After Stalin died in March 1953, a political thaw of sorts slowly spread through the eastern Bloc which led in October 1956 to a popular insurrection to overthrow the communist government, which the ‘liberal’ leader of the day, Imre Nagy, decided to support. Bad decision. Tanks from Russia and all the other communist bloc states invaded Hungary, crushed the insurrection.

Hungarian flag, with a hole where the communist emblem had been cut out - symbol of the 1956 revolution. Photographer unknown

Hungarian flag, with a hole where the communist emblem had been cut out – symbol of the 1956 revolution. Photographer unknown

Some 26,000 rebels were brought before the Hungarian courts, 22,000 were sentenced and imprisoned, 13,000 interned, and some 300 executed. These included Prime Minister Imre Nagy, executed after a secret trial in 1958. Approximately 200,000 fled Hungary as refugees.

The new, hard-line pro-Soviet communist government remained in power, supported by Russian tanks, until 1989.
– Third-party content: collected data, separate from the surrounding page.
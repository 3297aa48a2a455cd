//! The contracts every pool in this crate honours.
//!
//! A pool hands out values of its `Item` type one at a time. A value that has been checked out
//! is never handed out again until it is checked back in, and once a pool is closed every
//! further operation fails with [`PoolError::Closed`].

use crate::error::PoolError;
use crate::Result;
use std::any::Any;

/// A pool of values that can be checked out & checked back in for reuse.
pub trait Pool {
    type Item;

    /// Take a value that is not currently on loan. Blocking pools wait for one to become
    /// available; if the pool is closed, or becomes closed while waiting, this fails with
    /// [`PoolError::Closed`].
    fn checkout(&self) -> Result<Self::Item>;

    /// Give a value back to the pool. What happens to a value the pool never handed out depends
    /// on the pool.
    fn checkin(&self, value: Self::Item) -> Result<()>;

    /// Give back a value whose type is only known at runtime. Values that are not of the pooled
    /// type are ignored.
    fn checkin_any(&self, value: Box<dyn Any>) -> Result<()>
    where
        Self::Item: 'static,
    {
        if self.is_closed() {
            return Err(PoolError::Closed);
        }
        match value.downcast::<Self::Item>() {
            Ok(value) => self.checkin(*value),
            Err(_) => {
                tracing::trace!("ignoring checkin of a value that is not of the pooled type");
                Ok(())
            }
        }
    }

    /// Close the pool for good, waking anyone waiting on it. Closing twice is harmless.
    fn close(&self, reason: &str);

    fn is_closed(&self) -> bool;
}

/// A pool that can also be fed values from the side, without a checkout having happened.
pub trait PopulationPool: Pool {
    /// Add values to the pool. Returns how many distinct values became newly available; that many
    /// waiting checkouts are woken.
    fn populate<I>(&self, values: I) -> Result<usize>
    where
        I: IntoIterator<Item = Self::Item>;
}

/// The asynchronous counterpart of [`Pool`]. Waiting yields to the executor rather than
/// blocking a thread.
#[cfg(feature = "async")]
#[allow(async_fn_in_trait)]
pub trait AsyncPool {
    type Item;

    async fn checkout(&self) -> Result<Self::Item>;

    async fn checkin(&self, value: Self::Item) -> Result<()>;

    /// Like [`Pool::checkin_any`]. The box must be `Send` because it is held across the
    /// `checkin` await, and the future may be spawned onto a multi-threaded runtime; the blocking
    /// version runs on the caller's thread and needs no such bound.
    async fn checkin_any(&self, value: Box<dyn Any + Send>) -> Result<()>
    where
        Self::Item: 'static,
    {
        if self.is_closed() {
            return Err(PoolError::Closed);
        }
        match value.downcast::<Self::Item>() {
            Ok(value) => self.checkin(*value).await,
            Err(_) => {
                tracing::trace!("ignoring checkin of a value that is not of the pooled type");
                Ok(())
            }
        }
    }

    /// Close the pool for good. Every suspended checkout is woken & fails with
    /// [`PoolError::Closed`].
    fn close(&self, reason: &str);

    fn is_closed(&self) -> bool;
}

/// The asynchronous counterpart of [`PopulationPool`].
#[cfg(feature = "async")]
#[allow(async_fn_in_trait)]
pub trait AsyncPopulationPool: AsyncPool {
    async fn populate<I>(&self, values: I) -> Result<usize>
    where
        I: IntoIterator<Item = Self::Item>;
}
The last couple of rooms show photographs of these dramatic events – war, revolution, insurrection, repression – and then document the decline of photography as an independent, experimental activity under harsh communist rule. Socialist Realism, heroic photos of happy peasants toiling in the fields, or workers smiling in steel factories, were what was required.

A little more individualism crept in during the 1970s, and then the trickle of information and styles from the West turned into a river with the advent of Mikhail Gorbachev as General Secretary of the Soviet Communist Party, and then a flood which, in 1989, was to tear down the barbed wire fencing the country off from the West, the overthrow of the communist authorities, free democratic elections, and the joining of the European Union.

Wedding by László Fejes (1965)

Wedding by László Fejes (1965)

This photo by László Fejes won a World Press Photo prize in 1965 but the authorities disapproved because it showed all too clearly the bullet marks from the 1956 revolution, with the result that Fejes was banned from publishing photographs for years.